- [Data supplied]:
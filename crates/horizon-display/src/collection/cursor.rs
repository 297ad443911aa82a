//! The current-item cursor.

use super::{Collection, CurrentChange};
use crate::error::{Error, Result};
use crate::item::{DisplayItem, ItemId, ItemKind};
use crate::record::Record;

impl<R: Record> Collection<R> {
    /// The current item.
    pub fn current(&self) -> Option<ItemId> {
        self.current
    }

    /// Visible position of the current item.
    pub fn current_position(&self) -> Option<usize> {
        self.current.and_then(|id| self.index_of(id))
    }

    /// Move the cursor to `item`. Returns whether it moved.
    ///
    /// Items that are not visible cannot become current.
    pub fn set_current(&mut self, item: Option<ItemId>) -> bool {
        if item == self.current {
            return false;
        }
        if let Some(id) = item {
            if self.index_of(id).is_none() {
                return false;
            }
        }
        let change = CurrentChange {
            new: item,
            old: self.current,
            new_position: item.and_then(|id| self.index_of(id)),
            old_position: self.current_position(),
        };
        self.current = item;
        tracing::trace!(target: horizon_display_core::logging::targets::COLLECTION, ?change, "current changed");
        self.signals.current_changed.emit(change);
        true
    }

    /// Move the cursor to the visible item at `position`.
    pub fn set_current_position(&mut self, position: usize) -> Result<()> {
        let id = *self
            .visible
            .get(position)
            .ok_or(Error::PositionOutOfBounds { position })?;
        self.set_current(Some(id));
        Ok(())
    }

    /// Step to the next record. Without a current item, starts at the first.
    pub fn move_to_next(&mut self) -> bool {
        let target = match self.current {
            Some(id) => self.next(id),
            None => self.first(),
        };
        target.is_some_and(|id| self.set_current(Some(id)))
    }

    /// Step to the previous record. Without a current item, starts at the last.
    pub fn move_to_previous(&mut self) -> bool {
        let target = match self.current {
            Some(id) => self.previous(id),
            None => self.last(),
        };
        target.is_some_and(|id| self.set_current(Some(id)))
    }

    pub fn move_to_first(&mut self) -> bool {
        self.first().is_some_and(|id| self.set_current(Some(id)))
    }

    pub fn move_to_last(&mut self) -> bool {
        self.last().is_some_and(|id| self.set_current(Some(id)))
    }

    /// Step to the parent of the current tree item.
    pub fn move_to_above(&mut self) -> bool {
        let Some(parent) = self.current.and_then(|id| self.arena.parent(id)) else {
            return false;
        };
        if self.arena.get(parent).is_some_and(|item| item.kind() == ItemKind::Root) {
            return false;
        }
        self.set_current(Some(parent))
    }

    /// Step to the first visible child of the current tree item.
    pub fn move_to_below(&mut self) -> bool {
        let Some(current) = self.current else {
            return false;
        };
        let child = self.visible.iter().copied().find(|&id| {
            self.arena
                .get(id)
                .and_then(DisplayItem::as_tree_item)
                .is_some_and(|item| item.parent() == Some(current))
        });
        child.is_some_and(|id| self.set_current(Some(id)))
    }

    /// Drop the current item when it left the projection.
    pub(crate) fn sync_current(&mut self) {
        let Some(id) = self.current else {
            return;
        };
        if self.arena.contains(id) && self.index_of(id).is_some() {
            return;
        }
        self.current = None;
        self.signals.current_changed.emit(CurrentChange {
            new: None,
            old: Some(id),
            new_position: None,
            old_position: None,
        });
    }
}

#[cfg(test)]
mod tests {
    use std::sync::Arc;

    use parking_lot::Mutex;

    use crate::collection::tests::create_test_source;
    use crate::collection::Collection;
    use crate::error::Error;
    use crate::item::GroupKey;
    use crate::record::{MapRecord, Record};

    #[test]
    fn test_cursor_walks_records() {
        let mut collection = Collection::builder()
            .source(create_test_source(&["A", "B"]))
            .key_property("id")
            .group(|record: &MapRecord, _| GroupKey::from(record.get("id").as_str().unwrap_or_default()))
            .build()
            .unwrap();
        let positions = Arc::new(Mutex::new(Vec::new()));
        let sink = positions.clone();
        collection
            .signals()
            .current_changed
            .connect(move |change| sink.lock().push(change.new_position));

        assert!(collection.move_to_next());
        assert_eq!(collection.current_position(), Some(1));
        assert!(collection.move_to_next());
        assert_eq!(collection.current_position(), Some(3));
        assert!(!collection.move_to_next());
        assert!(collection.move_to_first());
        assert_eq!(*positions.lock(), vec![Some(1), Some(3), Some(1)]);
    }

    #[test]
    fn test_set_current_position_bounds() {
        let mut collection = Collection::builder()
            .source(create_test_source(&["A"]))
            .key_property("id")
            .build()
            .unwrap();
        assert!(matches!(
            collection.set_current_position(4),
            Err(Error::PositionOutOfBounds { position: 4 })
        ));
        collection.set_current_position(0).unwrap();
        assert_eq!(collection.current(), collection.at(0).ok());
    }

    #[test]
    fn test_current_cleared_when_filtered_out() {
        let mut collection = Collection::builder()
            .source(create_test_source(&["A", "B"]))
            .key_property("id")
            .build()
            .unwrap();
        collection.set_current_position(0).unwrap();
        collection.set_filter(Some(|record: &MapRecord| record.get("id").as_str() != Some("A")));
        assert_eq!(collection.current(), None);
    }

    #[test]
    fn test_above_and_below_follow_hierarchy() {
        let source = Arc::new(crate::source::SourceList::new(vec![
            MapRecord::new().with("id", "1").with("node", true),
            MapRecord::new().with("id", "2").with("parent", "1"),
        ]));
        let mut collection = Collection::builder()
            .source(source)
            .key_property("id")
            .node_property("node")
            .expand_all(true)
            .build()
            .unwrap();
        collection.move_to_first();
        assert!(collection.move_to_below());
        assert_eq!(collection.current_position(), Some(1));
        assert!(collection.move_to_above());
        assert_eq!(collection.current_position(), Some(0));
        assert!(!collection.move_to_above());
    }
}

- [Task directions]:
Every line that includes "bool" must be copied from the material above.

- [Response for this exercise]:
    pub fn set_current(&mut self, item: Option<ItemId>) -> bool {
    pub fn move_to_next(&mut self) -> bool {
    pub fn move_to_previous(&mut self) -> bool {
    pub fn move_to_first(&mut self) -> bool {
    pub fn move_to_last(&mut self) -> bool {
    pub fn move_to_above(&mut self) -> bool {
    pub fn move_to_below(&mut self) -> bool {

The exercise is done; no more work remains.